Kesimpulan : Jenis kelamin wanita, usia, alergi serbuk sari dan hewan peliharaan,
tidak mendapatkan pengobatan asma karena biaya, dan merokok setiap hari,
merupakan hal-hal independen yang terkait dengan keparahan asma.
Kata Kunci : Asma, perawatan primer, tingkat keparahan asma, jenis kelamin
1
Latar Belakang
Asma merupakan suatu penyakit kronis umumnya terjadi pada orang dari
segala usia. Mayoritas pasien remaja dan dewasa dengan asma di Swedia dirawat
di pusat pelayanan kesehatan primer.1 The Global Initiative for Asma (GINA)
adalah seperangkat pedoman internasional untuk perawatan dan pengelolaan
asma.2 Rekomendasi Swedia mirip dengan GINA menyiratkan awal pengobatan
dengan inhaled corticosteroid (ICS) dan menambahkan long acting beta-2 agonis
(LABA) dengan kortikosteroid inhalasi dosis rendah atau menengah pada asma
tidak terkontrol.3 Leukotriene receptor antagonist (LTRA) hanya
direkomendasikan untuk tambahan pengobatan dengan ICS dalam pedoman
Swedia.
Menurut beberapa studi internasional, kepatuhan terhadap pengobatan
yang diresepkan masih rendah.4 Salah satu alasan di Swedia yaitu biaya
pengobatan asma yang menjadi tinggi, terlepas dari adanya sistem penggantian.

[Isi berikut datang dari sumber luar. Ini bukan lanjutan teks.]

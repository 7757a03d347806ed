//! Layered run configuration.
//!
//! Two scopes feed one merged [`Settings`] value: a global file at
//! `<user config dir>/marshal/config.json` and a project file discovered by
//! walking upward from the working directory to the filesystem root. The two
//! permission rule lists are unioned across scopes; every other key is
//! project-overrides-global, with non-permission arrays replaced wholesale.
//!
//! Loading is strict where it matters: an unknown schema version or a glob
//! pattern that fails to compile is a fatal [`ConfigError`]; a run is never
//! started against a half-valid rule set.

use std::path::{Path, PathBuf};

use serde::{Deserialize, Serialize};
use tracing::{debug, info};

use crate::error::ConfigError;

/// The only schema version this build understands.
pub const SCHEMA_VERSION: u32 = 1;

/// Accepted project config filenames, checked in order at each directory
/// level during the upward walk.
pub const PROJECT_FILE_NAMES: &[&str] = &[".marshal.json", "marshal.json"];

const DEFAULT_PROVIDER: &str = "anthropic";
const DEFAULT_MAX_TURNS: usize = 10;

/// Load .env file (silently ignores if missing). Provider API keys are read
/// from the environment, never from config files.
pub fn load_dotenv() {
    dotenvy::dotenv().ok();
}

// ── Merged settings ─────────────────────────────────────────────────

/// Which scope a rule or value came from.
#[derive(Debug, Clone, Copy, PartialEq, Eq, Serialize, Deserialize)]
#[serde(rename_all = "lowercase")]
pub enum ConfigScope {
    Global,
    Project,
}

impl std::fmt::Display for ConfigScope {
    fn fmt(&self, f: &mut std::fmt::Formatter<'_>) -> std::fmt::Result {
        match self {
            ConfigScope::Global => write!(f, "global"),
            ConfigScope::Project => write!(f, "project"),
        }
    }
}

/// A permission pattern together with the scope that contributed it, so
/// denial reasons can cite the originating rule.
#[derive(Debug, Clone, PartialEq, Eq)]
pub struct SourcedPattern {
    pub pattern: String,
    pub scope: ConfigScope,
}

/// Allow/deny pattern lists for one action kind.
#[derive(Debug, Clone, Default)]
pub struct KindRules {
    pub allow: Vec<SourcedPattern>,
    pub deny: Vec<SourcedPattern>,
}

/// The three independent rule sets.
#[derive(Debug, Clone, Default)]
pub struct PermissionSettings {
    pub read: KindRules,
    pub write: KindRules,
    pub execute: KindRules,
}

/// Declares one remote tool server the run may connect to.
#[derive(Debug, Clone, Serialize, Deserialize)]
pub struct McpServerDecl {
    pub name: String,
    #[serde(default)]
    pub transport: TransportKind,
    pub command: String,
    #[serde(default)]
    pub args: Vec<String>,
    #[serde(default = "default_true")]
    pub enabled: bool,
}

/// Transport used to reach a remote tool server.
#[derive(Debug, Clone, Copy, Default, PartialEq, Eq, Serialize, Deserialize)]
#[serde(rename_all = "lowercase")]
pub enum TransportKind {
    #[default]
    Stdio,
}

fn default_true() -> bool {
    true
}

/// The merged, validated configuration handed to the embedding application.
#[derive(Debug, Clone)]
pub struct Settings {
    pub provider: String,
    pub model: Option<String>,
    pub max_turns: usize,
    pub auto_approve: bool,
    pub permissions: PermissionSettings,
    pub require_approval: Vec<String>,
    pub mcp_servers: Vec<McpServerDecl>,
}

impl Default for Settings {
    fn default() -> Self {
        Self {
            provider: DEFAULT_PROVIDER.to_string(),
            model: None,
            max_turns: DEFAULT_MAX_TURNS,
            auto_approve: false,
            permissions: PermissionSettings::default(),
            require_approval: Vec::new(),
            mcp_servers: Vec::new(),
        }
    }
}

// ── Raw file shape ──────────────────────────────────────────────────

/// One config document as written on disk. Unrecognized keys are ignored
/// for forward compatibility; the schema version is not.
#[derive(Debug, Clone, Default, Deserialize)]
pub struct SettingsDoc {
    #[serde(default = "default_schema_version")]
    pub schema_version: u32,
    pub provider: Option<String>,
    pub model: Option<String>,
    pub max_turns: Option<usize>,
    pub auto_approve: Option<bool>,
    #[serde(default)]
    pub permissions: PermissionDoc,
    pub require_approval: Option<Vec<String>>,
    pub mcp_servers: Option<Vec<McpServerDecl>>,
}

#[derive(Debug, Clone, Default, Deserialize)]
pub struct PermissionDoc {
    #[serde(default)]
    pub read: KindRulesDoc,
    #[serde(default)]
    pub write: KindRulesDoc,
    #[serde(default)]
    pub execute: KindRulesDoc,
}

#[derive(Debug, Clone, Default, Deserialize)]
pub struct KindRulesDoc {
    #[serde(default)]
    pub allow: Vec<String>,
    #[serde(default)]
    pub deny: Vec<String>,
}

fn default_schema_version() -> u32 {
    SCHEMA_VERSION
}

// ── Discovery ───────────────────────────────────────────────────────

/// Path of the global config file, if a user config directory exists.
pub fn global_config_path() -> Option<PathBuf> {
    dirs::config_dir().map(|d| d.join("marshal").join("config.json"))
}

/// Walk upward from `start` looking for an accepted project config filename.
/// The first hit wins; the walk stops at the filesystem root.
pub fn discover_project_file(start: &Path) -> Option<PathBuf> {
    let mut dir = Some(start);
    while let Some(d) = dir {
        for name in PROJECT_FILE_NAMES {
            let candidate = d.join(name);
            if candidate.is_file() {
                debug!(path = %candidate.display(), "found project config");
                return Some(candidate);
            }
        }
        dir = d.parent();
    }
    None
}

// ── Loading & merging ───────────────────────────────────────────────

impl Settings {
    /// Load and merge global + project configuration for a working directory.
    ///
    /// Either scope may be absent; both absent yields the defaults (which
    /// carry empty allow lists, i.e. everything is denied until configured).
    pub fn load(working_dir: &Path) -> Result<Self, ConfigError> {
        let global = match global_config_path() {
            Some(p) if p.is_file() => Some(load_doc(&p)?),
            _ => None,
        };
        let project = match discover_project_file(working_dir) {
            Some(p) => Some(load_doc(&p)?),
            None => None,
        };
        let settings = Self::from_docs(global, project)?;
        info!(
            provider = %settings.provider,
            max_turns = settings.max_turns,
            "configuration loaded"
        );
        Ok(settings)
    }

    /// Merge raw documents into validated settings.
    pub fn from_docs(
        global: Option<SettingsDoc>,
        project: Option<SettingsDoc>,
    ) -> Result<Self, ConfigError> {
        let mut merged = Settings::default();

        if let Some(doc) = &global {
            apply_scalars(&mut merged, doc);
            union_permissions(&mut merged.permissions, &doc.permissions, ConfigScope::Global);
        }
        if let Some(doc) = &project {
            apply_scalars(&mut merged, doc);
            union_permissions(&mut merged.permissions, &doc.permissions, ConfigScope::Project);
        }

        merged.validate()?;
        Ok(merged)
    }

    fn validate(&self) -> Result<(), ConfigError> {
        if self.max_turns == 0 {
            return Err(ConfigError::Invalid("max_turns must be at least 1".into()));
        }
        for kind in [
            &self.permissions.read,
            &self.permissions.write,
            &self.permissions.execute,
        ] {
            for sourced in kind.allow.iter().chain(kind.deny.iter()) {
                glob::Pattern::new(&sourced.pattern).map_err(|e| ConfigError::InvalidPattern {
                    pattern: sourced.pattern.clone(),
                    reason: e.to_string(),
                })?;
            }
        }
        Ok(())
    }
}

/// Project-overrides-global for scalars; arrays other than the permission
/// lists are replaced wholesale.
fn apply_scalars(merged: &mut Settings, doc: &SettingsDoc) {
    if let Some(p) = &doc.provider {
        merged.provider = p.clone();
    }
    if let Some(m) = &doc.model {
        merged.model = Some(m.clone());
    }
    if let Some(t) = doc.max_turns {
        merged.max_turns = t;
    }
    if let Some(a) = doc.auto_approve {
        merged.auto_approve = a;
    }
    if let Some(r) = &doc.require_approval {
        merged.require_approval = r.clone();
    }
    if let Some(s) = &doc.mcp_servers {
        merged.mcp_servers = s.clone();
    }
}

fn union_permissions(merged: &mut PermissionSettings, doc: &PermissionDoc, scope: ConfigScope) {
    union_kind(&mut merged.read, &doc.read, scope);
    union_kind(&mut merged.write, &doc.write, scope);
    union_kind(&mut merged.execute, &doc.execute, scope);
}

fn union_kind(merged: &mut KindRules, doc: &KindRulesDoc, scope: ConfigScope) {
    for pattern in &doc.allow {
        merged.allow.push(SourcedPattern {
            pattern: pattern.clone(),
            scope,
        });
    }
    for pattern in &doc.deny {
        merged.deny.push(SourcedPattern {
            pattern: pattern.clone(),
            scope,
        });
    }
}

fn load_doc(path: &Path) -> Result<SettingsDoc, ConfigError> {
    let text = std::fs::read_to_string(path).map_err(|e| ConfigError::Io {
        path: path.to_path_buf(),
        source: e,
    })?;
    let doc: SettingsDoc = serde_json::from_str(&text).map_err(|e| ConfigError::Parse {
        path: path.to_path_buf(),
        source: e,
    })?;
    if doc.schema_version != SCHEMA_VERSION {
        return Err(ConfigError::UnsupportedSchemaVersion(doc.schema_version));
    }
    debug!(path = %path.display(), "parsed config document");
    Ok(doc)
}
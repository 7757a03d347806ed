//! MCP transport layer.
//!
//! Defines the `McpTransport` trait for sending/receiving JSON-RPC message
//! lines, with a subprocess implementation for spawned server processes and
//! an in-memory channel pair for tests.

use async_trait::async_trait;
use tokio::io::{AsyncBufReadExt, AsyncWriteExt, BufReader};
use tokio::process::{Child, Command};
use tracing::info;

use marshal_core::McpServerDecl;

use crate::error::McpError;

/// Trait for MCP message transport.
///
/// Implementations handle the wire framing (newline-delimited JSON) over
/// different channels.
#[async_trait]
pub trait McpTransport: Send + Sync {
    /// Read the next JSON-RPC message line from the transport.
    /// Returns `None` when the transport is closed.
    async fn receive(&mut self) -> Result<Option<String>, McpError>;

    /// Write a JSON-RPC message line to the transport.
    async fn send(&mut self, message: &str) -> Result<(), McpError>;
}

/// Transport over a spawned server subprocess, stdin/stdout piped.
///
/// The child is killed when the transport is dropped.
pub struct SubprocessTransport {
    _child: Child,
    reader: BufReader<tokio::process::ChildStdout>,
    writer: tokio::process::ChildStdin,
}

impl SubprocessTransport {
    /// Spawn a server process with piped stdio.
    pub fn spawn(program: &str, args: &[String]) -> Result<Self, McpError> {
        info!(program = %program, "spawning MCP server process");

        let mut child = Command::new(program)
            .args(args)
            .stdin(std::process::Stdio::piped())
            .stdout(std::process::Stdio::piped())
            .stderr(std::process::Stdio::inherit())
            .kill_on_drop(true)
            .spawn()?;

        let stdin = child.stdin.take().ok_or_else(|| {
            McpError::ServerUnavailable("failed to capture server stdin".to_string())
        })?;
        let stdout = child.stdout.take().ok_or_else(|| {
            McpError::ServerUnavailable("failed to capture server stdout".to_string())
        })?;

        Ok(Self {
            _child: child,
            reader: BufReader::new(stdout),
            writer: stdin,
        })
    }

    /// Spawn the server a config declaration describes.
    pub fn from_decl(decl: &McpServerDecl) -> Result<Self, McpError> {
        Self::spawn(&decl.command, &decl.args)
    }
}

#[async_trait]
impl McpTransport for SubprocessTransport {
    async fn receive(&mut self) -> Result<Option<String>, McpError> {
        loop {
            let mut line = String::new();
            let bytes_read = self.reader.read_line(&mut line).await?;
            if bytes_read == 0 {
                return Ok(None); // EOF
            }
            let trimmed = line.trim();
            if !trimmed.is_empty() {
                return Ok(Some(trimmed.to_string()));
            }
        }
    }

    async fn send(&mut self, message: &str) -> Result<(), McpError> {
        self.writer.write_all(message.as_bytes()).await?;
        self.writer.write_all(b"\n").await?;
        self.writer.flush().await?;
        Ok(())
    }
}

/// In-memory transport for testing, backed by channel pairs.
pub struct ChannelTransport {
    rx: tokio::sync::mpsc::Receiver<String>,
    tx: tokio::sync::mpsc::Sender<String>,
}

impl ChannelTransport {
    /// Create a pair of connected transports for testing.
    ///
    /// Messages sent on one transport are received by the other.
    pub fn pair() -> (Self, Self) {
        let (tx_a, rx_b) = tokio::sync::mpsc::channel(32);
        let (tx_b, rx_a) = tokio::sync::mpsc::channel(32);
        (
            Self { rx: rx_a, tx: tx_a },
            Self { rx: rx_b, tx: tx_b },
        )
    }
}

#[async_trait]
impl McpTransport for ChannelTransport {
    async fn receive(&mut self) -> Result<Option<String>, McpError> {
        Ok(self.rx.recv().await)
    }

    async fn send(&mut self, message: &str) -> Result<(), McpError> {
        self.tx.send(message.to_string()).await.map_err(|e| {
            McpError::Transport(std::io::Error::new(std::io::ErrorKind::BrokenPipe, e))
        })?;
        Ok(())
    }
}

Belum diketahui apakah hal ini akan berpengaruh terhadap tingkat keparahan
asma.
Untuk menilai tingkat keparahan dalam perawatan asma sehari-hari
digunakan berbagai pedoman dan telah digunakan sebagai faktor prognostik.5
Pedoman GINA mengusulkan empat tingkat keparahan pada pasien dengan
pengobatan asma : intermiten, persisten ringan, persisten sedang, dan persisten
berat. Tingkat keparahan ini didasarkan pada pengobatan, gejala, eksaserbasi, dan
fungsi paru. Klasifikasi ini telah digunakan dalam pembelajaran didunia
kedokteran lainnya.6
Terdapat indikasi perbedaan jenis kelamin pada pasien asma dan asma
berat didominasi oleh wanita.6 Namun, faktor lain yang mempengaruhi tingkat
keparahan pada pasien asma dalam perawatan primer belum diteliti lebih lanjut.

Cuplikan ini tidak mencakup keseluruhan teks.